Past twin or candidate studies estimated that loneliness is inherited 37 to 55 percent of the time, but the new method of chip heritability showed the numbers as closer to 14 to 27 percent.
Abraham Palmer, co-author of the study, professor of psychiatry and vice chair for basic research at UCSD School of Medicine, explained to the UCSD Guardian that prior research methods were unrealistic and that scientists could not replicate them.
“Previous studies, rather than looking at all genetic differences among human subjects, have looked at one or just a few genetic differences,” Palmer told the Guardian. “They may have rather optimistically found that there were associations between genes like a serotonin receptor or genes where it’s easy to think of a rationale for that receptor system being involved in loneliness. With our much larger, and therefore more statistically powerful, data set we could not replicate any of those previously published results.”

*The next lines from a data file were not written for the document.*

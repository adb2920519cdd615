//! Progress emission.
//!
//! The emitter is the cancellation checkpoint between the loop and the
//! transport: every non-terminal emit first consults the session registry,
//! and a stopped (or already removed) session turns the emit into a
//! `Cancelled` error instead of a write. Terminal frames skip that check:
//! a cancelled session still gets its final frame and artifact name.

use std::sync::Arc;

use async_trait::async_trait;
use tracing::debug;

use crate::error::{HarvestError, Result};
use crate::registry::SessionRegistry;
use crate::types::{Listing, ProgressFrame};

/// Transport seam for one session's outbound frames.
///
/// One call, one self-delimited frame, independently flushed; there is no
/// buffering across calls. A send error means the far side went away.
#[async_trait]
pub trait FrameSink: Send + Sync {
    async fn send(&self, frame: ProgressFrame) -> std::result::Result<(), SinkClosed>;
}

/// The sink's only failure mode: the consumer disconnected.
#[derive(Debug, Clone, Copy)]
pub struct SinkClosed;

/// Formats and pushes progress frames for a single session.
pub struct ProgressEmitter {
    registry: Arc<SessionRegistry>,
    session_id: String,
    sink: Box<dyn FrameSink>,
}

impl ProgressEmitter {
    pub fn new(
        registry: Arc<SessionRegistry>,
        session_id: impl Into<String>,
        sink: Box<dyn FrameSink>,
    ) -> Self {
        Self {
            registry,
            session_id: session_id.into(),
            sink,
        }
    }

    pub fn session_id(&self) -> &str {
        &self.session_id
    }

    /// Emit a non-terminal progress frame.
    ///
    /// Fails with [`HarvestError::Cancelled`] when the session is absent or
    /// stopped; this is how a stop request interrupts an in-progress loop at
    /// its next checkpoint.
    pub async fn emit(&self, results: Vec<Listing>, message: impl Into<String>) -> Result<()> {
        if !self.registry.is_live(&self.session_id) {
            debug!(session_id = %self.session_id, "emit refused, session no longer live");
            return Err(HarvestError::Cancelled);
        }
        self.write(ProgressFrame::progress(results, message)).await
    }

    /// Emit a terminal frame, bypassing the liveness check so every exit
    /// path can deliver its final snapshot.
    pub async fn emit_terminal(&self, frame: ProgressFrame) -> Result<()> {
        self.write(frame).await
    }

    async fn write(&self, frame: ProgressFrame) -> Result<()> {
        self.sink
            .send(frame)
            .await
            .map_err(|SinkClosed| HarvestError::SinkClosed)
    }
}

#[cfg(test)]
mod tests {
    use super::*;
    use crate::testing::RecordingSink;

    #[tokio::test]
    async fn emit_writes_while_session_is_live() {
        let registry = Arc::new(SessionRegistry::new());
        registry.register("s1");
        let sink = RecordingSink::new();
        let emitter = ProgressEmitter::new(registry, "s1", Box::new(sink.clone()));

        emitter.emit(Vec::new(), "Found 0 results...").await.unwrap();

        let frames = sink.frames();
        assert_eq!(frames.len(), 1);
        assert_eq!(frames[0].message, "Found 0 results...");
        assert!(!frames[0].is_complete);
    }

    #[tokio::test]
    async fn emit_fails_once_session_is_stopped() {
        let registry = Arc::new(SessionRegistry::new());
        registry.register("s1");
        let sink = RecordingSink::new();
        let emitter = ProgressEmitter::new(registry.clone(), "s1", Box::new(sink.clone()));

        registry.cancel("s1");
        let err = emitter.emit(Vec::new(), "ignored").await.unwrap_err();
        assert!(err.is_cancellation());
        assert!(sink.frames().is_empty());
    }

    #[tokio::test]
    async fn emit_fails_for_removed_session() {
        let registry = Arc::new(SessionRegistry::new());
        registry.register("s1");
        registry.remove("s1");
        let sink = RecordingSink::new();
        let emitter = ProgressEmitter::new(registry, "s1", Box::new(sink.clone()));

        let err = emitter.emit(Vec::new(), "ignored").await.unwrap_err();
        assert!(err.is_cancellation());
    }

    #[tokio::test]
    async fn terminal_frames_bypass_the_liveness_check() {
        let registry = Arc::new(SessionRegistry::new());
        registry.register("s1");
        registry.cancel("s1");
        let sink = RecordingSink::new();
        let emitter = ProgressEmitter::new(registry, "s1", Box::new(sink.clone()));

        emitter
            .emit_terminal(ProgressFrame::terminal(
                Vec::new(),
                "Extraction stopped. Found 0 results",
                Some("results_0.csv".into()),
            ))
            .await
            .unwrap();

        let frames = sink.frames();
        assert_eq!(frames.len(), 1);
        assert!(frames[0].is_complete);
        assert_eq!(frames[0].filename.as_deref(), Some("results_0.csv"));
    }

    #[tokio::test]
    async fn closed_sink_surfaces_as_sink_closed() {
        let registry = Arc::new(SessionRegistry::new());
        registry.register("s1");
        let sink = RecordingSink::new().closed();
        let emitter = ProgressEmitter::new(registry, "s1", Box::new(sink));

        let err = emitter.emit(Vec::new(), "ignored").await.unwrap_err();
        assert!(matches!(err, HarvestError::SinkClosed));
    }
}
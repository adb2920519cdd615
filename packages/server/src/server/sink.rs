//! Channel-backed frame sink.
//!
//! The scrape handler hands the receiving half to the response body stream;
//! the extraction session pushes frames through this sink. A dropped
//! receiver means the client went away; that surfaces as `SinkClosed`,
//! which the session treats as a terminal condition.

use async_trait::async_trait;
use harvester::{FrameSink, ProgressFrame, SinkClosed};
use tokio::sync::mpsc;

/// `FrameSink` over an mpsc channel of frames.
pub struct ChannelSink {
    tx: mpsc::Sender<ProgressFrame>,
}

impl ChannelSink {
    pub fn new(tx: mpsc::Sender<ProgressFrame>) -> Self {
        Self { tx }
    }
}

#[async_trait]
impl FrameSink for ChannelSink {
    async fn send(&self, frame: ProgressFrame) -> Result<(), SinkClosed> {
        self.tx.send(frame).await.map_err(|_| SinkClosed)
    }
}
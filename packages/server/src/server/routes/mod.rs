pub mod download;
pub mod export;
pub mod health;
pub mod scrape;
pub mod sessions;

pub use download::download_handler;
pub use export::export_handler;
pub use health::health_handler;
pub use scrape::scrape_handler;
pub use sessions::stop_handler;
use std::env;
use std::path::PathBuf;

use anyhow::{Context, Result};
use dotenvy::dotenv;
use harvester::HarvestConfig;

/// Application configuration loaded from environment variables
#[derive(Debug, Clone)]
pub struct Config {
    pub port: u16,
    pub export_dir: PathBuf,
    pub headless: bool,
    pub block_resources: bool,
    pub max_results: Option<usize>,
}

impl Config {
    /// Load configuration from environment variables
    pub fn from_env() -> Result<Self> {
        // Load .env file if present (development)
        let _ = dotenv();

        Ok(Self {
            port: env::var("PORT")
                .unwrap_or_else(|_| "5000".to_string())
                .parse()
                .context("PORT must be a valid number")?,
            export_dir: env::var("EXPORT_DIR")
                .unwrap_or_else(|_| "uploads".to_string())
                .into(),
            headless: env::var("HEADLESS")
                .unwrap_or_else(|_| "true".to_string())
                .parse()
                .context("HEADLESS must be true or false")?,
            block_resources: env::var("BLOCK_RESOURCES")
                .unwrap_or_else(|_| "true".to_string())
                .parse()
                .context("BLOCK_RESOURCES must be true or false")?,
            max_results: match env::var("MAX_RESULTS") {
                Ok(value) => Some(value.parse().context("MAX_RESULTS must be a number")?),
                Err(_) => None,
            },
        })
    }

    /// The per-session extraction config derived from this server config.
    pub fn harvest_config(&self) -> HarvestConfig {
        HarvestConfig {
            headless: self.headless,
            block_resources: self.block_resources,
            max_results: self.max_results,
            ..HarvestConfig::default()
        }
    }
}
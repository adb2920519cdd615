//! Direct export endpoint.
//!
//! POST /export {results: Listing[]}
//!
//! Serializes an already-held record set to an artifact, bypassing the
//! session machinery entirely. Used by clients that want a file from the
//! results they are currently displaying.

use axum::{
    extract::Extension,
    http::StatusCode,
    response::{IntoResponse, Response},
    Json,
};
use serde::Deserialize;
use serde_json::json;
use tracing::error;

use harvester::Listing;

use crate::server::app::AppState;

#[derive(Debug, Deserialize)]
pub struct ExportRequest {
    pub results: Vec<Listing>,
}

pub async fn export_handler(
    Extension(state): Extension<AppState>,
    Json(request): Json<ExportRequest>,
) -> Response {
    match state.exporter.export(&request.results) {
        Ok(filename) => (StatusCode::OK, Json(json!({ "filename": filename }))).into_response(),
        Err(e) => {
            error!(error = %e, "direct export failed");
            (
                StatusCode::INTERNAL_SERVER_ERROR,
                Json(json!({ "error": "Failed to create export file" })),
            )
                .into_response()
        }
    }
}
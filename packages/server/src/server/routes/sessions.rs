//! Stop endpoint.
//!
//! POST /stop-scraping/:session_id
//!
//! Flips the session's liveness flag; the stream itself stays open until the
//! extraction loop observes the flag and sends its final frame. A miss is a
//! 404, distinct from the acknowledgment.

use axum::{
    extract::{Extension, Path},
    http::StatusCode,
    Json,
};
use serde_json::{json, Value};
use tracing::info;

use harvester::CancelOutcome;

use crate::server::app::AppState;

pub async fn stop_handler(
    Extension(state): Extension<AppState>,
    Path(session_id): Path<String>,
) -> (StatusCode, Json<Value>) {
    match state.registry.cancel(&session_id) {
        CancelOutcome::Stopped => {
            info!(session_id = %session_id, "stop requested");
            (
                StatusCode::OK,
                Json(json!({ "message": "Scraping will stop after current batch" })),
            )
        }
        CancelOutcome::NotFound => (
            StatusCode::NOT_FOUND,
            Json(json!({ "message": "Session not found" })),
        ),
    }
}
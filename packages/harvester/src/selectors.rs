//! Ordered selector tables and resolution rules for the map-search feed.
//!
//! The feed's markup is unstable, so every lookup is an ordered candidate
//! list evaluated first-match-wins. Keeping the lists here, as data, makes
//! the ordering testable and keeps the driver and normalizer free of inline
//! conditional chains.

/// Result-container selectors; at least one must become visible for the
/// initial load to count as successful.
pub const RESULT_SELECTORS: &[&str] = &[
    ".section-result",
    ".Nv2PK",
    "div[role=\"article\"]",
    "a[href^=\"/maps/place/\"]",
];

/// Selector matching every rendered result item.
pub const ITEM_SELECTOR: &str = "div[role=\"article\"], div.Nv2PK, .section-result";

/// Title sources inside an item, most specific first.
pub const TITLE_SELECTORS: &[&str] = &[
    "div.qBF1Pd",
    "div.fontHeadlineSmall",
    "h3.fontHeadlineSmall",
    "div[role=\"heading\"]",
];

/// Category sources inside an item. Candidates still go through the text
/// filters in the normalizer; this list only controls lookup order.
pub const CATEGORY_SELECTORS: &[&str] = &[
    "div.W4Efsd span.DkEaL",
    "div.W4Efsd span:first-of-type",
    "div[jsaction*=\"placeCard\"] span.DkEaL",
    "div.W4Efsd > span:first-child",
    "button[jsaction*=\"category\"]",
    "div.W4Efsd span.W4Efsd",
];

/// Scrollable results-pane containers, tried in order.
pub const FEED_CONTAINER_SELECTORS: &[&str] = &[
    "div[role=\"feed\"]",
    "div.m6QErb[aria-label]",
    "div.m6QErb div[role=\"region\"]",
    "div.m6QErb",
    "#QA0Szd",
];

/// Rating element inside an item.
pub const RATING_SELECTOR: &str = "span.MW4etd";

/// Review-count sources inside an item.
pub const REVIEWS_SELECTOR: &str =
    "span.UY7F9, span[aria-label*=\"reviews\"], span.fontBodyMedium span:not([class])";

/// Website link inside an item.
pub const WEBSITE_SELECTOR: &str =
    "a[data-item-id*=\"authority\"], a[href^=\"http\"]:not([href*=\"google\"])";

/// Address line inside an item.
pub const ADDRESS_SELECTOR: &str = "div.W4Efsd:last-child";

/// Dedicated phone element inside an item.
pub const PHONE_SELECTOR: &str = "span.Usd1K";

/// Country-code table: digit prefix of the stripped phone number mapped to a
/// dialing code, first matching prefix wins.
///
/// The order is load-bearing, quirks included: a bare "0" maps to +91, and
/// "7" is matched late, after "1" has already claimed numbers starting
/// with 1. Reordering changes which code ambiguous leading digits resolve
/// to.
pub const COUNTRY_PREFIXES: &[(&str, &str)] = &[
    ("1", "+1"),   // USA/Canada
    ("44", "+44"), // UK
    ("0", "+91"),  // India
    ("61", "+61"), // Australia
    ("86", "+86"), // China
    ("49", "+49"), // Germany
    ("33", "+33"), // France
    ("81", "+81"), // Japan
    ("82", "+82"), // South Korea
    ("34", "+34"), // Spain
    ("39", "+39"), // Italy
    ("7", "+7"),   // Russia
    ("55", "+55"), // Brazil
    ("52", "+52"), // Mexico
];

#[cfg(test)]
mod tests {
    use super::*;

    #[test]
    fn prefix_table_order_is_preserved() {
        // First three rows carry the ambiguous-leading-digit semantics the
        // rest of the table depends on.
        assert_eq!(COUNTRY_PREFIXES[0], ("1", "+1"));
        assert_eq!(COUNTRY_PREFIXES[1], ("44", "+44"));
        assert_eq!(COUNTRY_PREFIXES[2], ("0", "+91"));
        // "7" must come after "1" so "1..." never resolves as Russia.
        let pos_1 = COUNTRY_PREFIXES.iter().position(|(p, _)| *p == "1").unwrap();
        let pos_7 = COUNTRY_PREFIXES.iter().position(|(p, _)| *p == "7").unwrap();
        assert!(pos_1 < pos_7);
    }

    #[test]
    fn candidate_lists_are_non_empty() {
        assert!(!RESULT_SELECTORS.is_empty());
        assert!(!TITLE_SELECTORS.is_empty());
        assert!(!CATEGORY_SELECTORS.is_empty());
        assert!(!FEED_CONTAINER_SELECTORS.is_empty());
    }
}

Sandra Sanchez, co-author and postdoctoral researcher at the UCSD School of Medicine, explained that the chip heritability method was essential to this genome association study because it captured only common genetic variations.

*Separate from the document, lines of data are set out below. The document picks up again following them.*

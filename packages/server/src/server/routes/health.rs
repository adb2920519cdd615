use axum::{extract::Extension, http::StatusCode, Json};
use serde::Serialize;

use crate::server::app::AppState;

#[derive(Serialize)]
pub struct HealthResponse {
    status: String,
    active_sessions: usize,
}

/// Health check endpoint
///
/// Reports process liveness and the number of registered extraction
/// sessions. There is no backing store to probe; if this handler runs, the
/// service is up.
pub async fn health_handler(
    Extension(state): Extension<AppState>,
) -> (StatusCode, Json<HealthResponse>) {
    (
        StatusCode::OK,
        Json(HealthResponse {
            status: "ok".to_string(),
            active_sessions: state.registry.active_count(),
        }),
    )
}
//! # Gizmo Server
//!
//! Runtime for hosting Gizmo services:
//!
//! - [`Server`] - HTTP listener plus an optional RPC listener, default
//!   endpoints (health, warm-up, profiler, metrics) and graceful shutdown
//! - [`Service`] / [`ServiceDef`] - routes, middleware and RPC methods
//!   registered as one unit
//! - [`ActivityMonitor`] - in-flight request accounting for draining
//! - [`HealthCheck`] - simple, load balancer aware and custom readiness
//! - [`ServerRouter`] - pattern or exact route tables bound to handlers
//! - [`rpc`] - unary RPC hosting over HTTP/2
//!
//! ## Example
//!
//! ```no_run
//! use gizmo_config::ConfigLoader;
//! use gizmo_core::{Endpoint, ServiceError};
//! use gizmo_server::{Route, Server, ServiceDef};
//!
//! fn main() -> Result<(), Box<dyn std::error::Error>> {
//!     let config = ConfigLoader::new().with_dotenv().with_env()?.load()?;
//!     let runtime = gizmo_server::runtime(&config)?;
//!
//!     runtime.block_on(async {
//!         let server = Server::new(config)?;
//!         server.register(&ServiceDef::new("hello").route(Route::get(
//!             "/hello",
//!             Endpoint::json_no_body(|_ctx| async { Ok::<_, ServiceError>("hello") }),
//!         )))?;
//!         server.run().await
//!     })?;
//!     Ok(())
//! }
//! ```

#![doc(html_root_url = "https://docs.rs/gizmo-server/0.1.0")]
#![warn(missing_docs)]
#![forbid(unsafe_code)]

mod activity;
mod error;
pub mod health;
mod pprof;
mod router;
pub mod rpc;
mod server;
mod service;
mod shutdown;
pub mod tls;

pub use activity::{ActivityGuard, ActivityMonitor};
pub use error::{ServerError, ServerResult};
pub use health::{
    CustomHealthCheck, DrainSettings, HealthCheck, LoadBalancerHealthCheck, SimpleHealthCheck,
};
pub use pprof::PPROF_PREFIX;
pub use router::{handler_fn, vars, Handler, Lookup, RouterKind, ServerRouter};
pub use rpc::{RpcCode, RpcMethod, RpcReply, RpcService, RpcStatus, UnaryInterceptor};
pub use server::{
    Server, ServerBuilder, ServerState, PANIC_BODY, REQUEST_ID_HEADER, WARMUP_PATH,
};
pub use service::{Route, Service, ServiceDef};
pub use shutdown::{wait_for_os_signal, ConnectionToken, ConnectionTracker, ShutdownSignal};

use gizmo_config::ServerConfig;

/// Builds the multi-threaded runtime a server runs on, sized by
/// `GIZMO_GOMAXPROCS` when set.
pub fn runtime(config: &ServerConfig) -> std::io::Result<tokio::runtime::Runtime> {
    let mut builder = tokio::runtime::Builder::new_multi_thread();
    builder
        .enable_all()
        .thread_name(format!("{}-worker", config.server_name));
    if let Some(threads) = config.worker_threads() {
        builder.worker_threads(threads);
    }
    builder.build()
}

#[cfg(test)]
mod tests {
    use super::*;

    #[test]
    fn test_runtime_worker_threads() {
        let config = ServerConfig {
            gomaxprocs: 2,
            ..ServerConfig::default()
        };
        let runtime = runtime(&config).unwrap();
        assert_eq!(runtime.metrics().num_workers(), 2);
    }
}
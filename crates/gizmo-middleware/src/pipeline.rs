//! Ordered middleware pipeline.
//!
//! Stages run in the order they were added: the first stage sees the
//! request first and the response last.

use std::sync::Arc;

use gizmo_core::{Request, RequestContext, Response};

use crate::middleware::{BoxFuture, Middleware, Next};

/// A type-erased middleware that can be stored in a vector.
pub type BoxedMiddleware = Arc<dyn Middleware>;

/// An immutable, ordered list of middleware stages.
#[derive(Clone, Default)]
pub struct Pipeline {
    stages: Vec<BoxedMiddleware>,
}

impl std::fmt::Debug for Pipeline {
    fn fmt(&self, f: &mut std::fmt::Formatter<'_>) -> std::fmt::Result {
        f.debug_struct("Pipeline")
            .field("stages", &self.stage_names())
            .finish()
    }
}

impl Pipeline {
    /// Creates a new pipeline builder.
    #[must_use]
    pub fn builder() -> PipelineBuilder {
        PipelineBuilder::new()
    }

    /// Runs `handler` behind every stage.
    pub async fn process<H>(
        &self,
        ctx: &mut RequestContext,
        request: Request,
        handler: H,
    ) -> Response
    where
        H: FnOnce(&mut RequestContext, Request) -> BoxFuture<'static, Response> + Send + 'static,
    {
        let mut next = Next::handler(handler);
        for middleware in self.stages.iter().rev() {
            next = Next::new(middleware.as_ref(), next);
        }
        next.run(ctx, request).await
    }

    /// Stage names in execution order.
    pub fn stage_names(&self) -> Vec<&'static str> {
        self.stages.iter().map(|m| m.name()).collect()
    }

    /// Number of stages.
    pub fn len(&self) -> usize {
        self.stages.len()
    }

    /// Whether the pipeline has no stages.
    pub fn is_empty(&self) -> bool {
        self.stages.is_empty()
    }
}

/// Builder for [`Pipeline`].
#[derive(Default)]
pub struct PipelineBuilder {
    stages: Vec<BoxedMiddleware>,
}

impl PipelineBuilder {
    /// Creates an empty builder.
    #[must_use]
    pub fn new() -> Self {
        Self::default()
    }

    /// Appends a stage.
    #[must_use]
    pub fn stage<M: Middleware>(mut self, middleware: M) -> Self {
        self.stages.push(Arc::new(middleware));
        self
    }

    /// Appends an already shared stage.
    #[must_use]
    pub fn shared(mut self, middleware: BoxedMiddleware) -> Self {
        self.stages.push(middleware);
        self
    }

    /// Appends every stage of another pipeline.
    #[must_use]
    pub fn extend(mut self, other: &Pipeline) -> Self {
        self.stages.extend(other.stages.iter().cloned());
        self
    }

    /// Builds the pipeline.
    pub fn build(self) -> Pipeline {
        Pipeline {
            stages: self.stages,
        }
    }
}

#[cfg(test)]
mod tests {
    use super::*;
    use bytes::Bytes;
    use futures_util::FutureExt;
    use http::{HeaderValue, StatusCode};

    struct Append(&'static str);

    impl Middleware for Append {
        fn name(&self) -> &'static str {
            self.0
        }

        fn process<'a>(
            &'a self,
            ctx: &'a mut RequestContext,
            request: Request,
            next: Next<'a>,
        ) -> BoxFuture<'a, Response> {
            Box::pin(async move {
                let mut response = next.run(ctx, request).await;
                response
                    .headers_mut()
                    .append("x-order", HeaderValue::from_static(self.0));
                response
            })
        }
    }

    struct Refuse;

    impl Middleware for Refuse {
        fn name(&self) -> &'static str {
            "refuse"
        }

        fn process<'a>(
            &'a self,
            _ctx: &'a mut RequestContext,
            _request: Request,
            _next: Next<'a>,
        ) -> BoxFuture<'a, Response> {
            Box::pin(async move {
                let mut response = http::Response::new(Bytes::new());
                *response.status_mut() = StatusCode::FORBIDDEN;
                response
            })
        }
    }

    fn handler(_ctx: &mut RequestContext, _request: Request) -> BoxFuture<'static, Response> {
        async { http::Response::new(Bytes::from_static(b"handled")) }.boxed()
    }

    #[tokio::test]
    async fn test_pipeline_executes_in_order() {
        let pipeline = Pipeline::builder()
            .stage(Append("outer"))
            .stage(Append("inner"))
            .build();
        assert_eq!(pipeline.stage_names(), vec!["outer", "inner"]);

        let mut ctx = RequestContext::background();
        let response = pipeline
            .process(&mut ctx, Request::new(Bytes::new()), handler)
            .await;

        let order: Vec<_> = response.headers().get_all("x-order").iter().collect();
        assert_eq!(order, vec!["inner", "outer"]);
        assert_eq!(response.body(), &Bytes::from_static(b"handled"));
    }

    #[tokio::test]
    async fn test_short_circuit() {
        let pipeline = Pipeline::builder()
            .stage(Append("outer"))
            .stage(Refuse)
            .build();

        let mut ctx = RequestContext::background();
        let response = pipeline
            .process(&mut ctx, Request::new(Bytes::new()), handler)
            .await;
        assert_eq!(response.status(), StatusCode::FORBIDDEN);
        assert!(response.body().is_empty());
        assert_eq!(response.headers()["x-order"], "outer");
    }

    #[tokio::test]
    async fn test_empty_pipeline() {
        let pipeline = Pipeline::default();
        assert!(pipeline.is_empty());

        let mut ctx = RequestContext::background();
        let response = pipeline
            .process(&mut ctx, Request::new(Bytes::new()), handler)
            .await;
        assert_eq!(response.status(), StatusCode::OK);
    }

    #[test]
    fn test_extend() {
        let base = Pipeline::builder().stage(Append("a")).build();
        let pipeline = Pipeline::builder().extend(&base).stage(Append("b")).build();
        assert_eq!(pipeline.len(), 2);
    }
}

“It’s an accumulation of those common variance, not just one single variant, and that accumulation can explain the heritability of the traits,” Sanchez stated. “Because each variant gives a very small contribution, it’s only when you aggregate the contribution of all of them that you see the signal.”
Lane Davis, co-author and assistant professor of medicine at Vanderbilt University, provided an analogy to illustrate the polygenic quality of loneliness, as it is a complex trait influenced by not just a single gene.
“There is not one nail that holds a house together, there are hundreds of thousands of nails — each contributing a little bit to the structure of your house,” Davis said. “The same thing is true for your body and brain — there are many common variants in thousands of genes that contribute just a little tiny bit.”
Palmer explained that the decreased heritability of loneliness doesn’t make it less powerful.
“I would say that this is a good result since it’s a heritability on par with traits that we know are heritable but not very strongly genetic,” Palmer said. “For instance, depression shows a similar chip heritability.”
Sanchez added that the chip heritability method also allowed them to test and discover genetic correlation between traits, which was the second major finding of the study.
“We were able to show that this trait is heritable using the common variance approach and were also able to see whether those common variance are also associated with another trait,” Sanchez said. “We showed that the common variance associated with loneliness were also associated with depression, neuroticism and schizophrenia not at the phenotypic level but at the genetic level.”
Palmer noted that it was important to consider that the correlation was with symptoms of depression and not a diagnosis of depression.
“It isn’t a critical diagnosis of […] clinical depression, but a series of questions that get at some features of depression,” Palmer said. “The subjects answered a series of questions and were assigned a score based on how many depressive symptoms they exhibited, and we saw that it was genetically correlated with how they responded to the questions about loneliness.”
Davis hopes that the study will illuminate the complex mechanisms behind loneliness.
“I hope that this work will increase awareness of the biological contribution to loneliness,” Davis said. “Loneliness can have a detrimental effect on health, particularly for individuals who are more socially isolated.”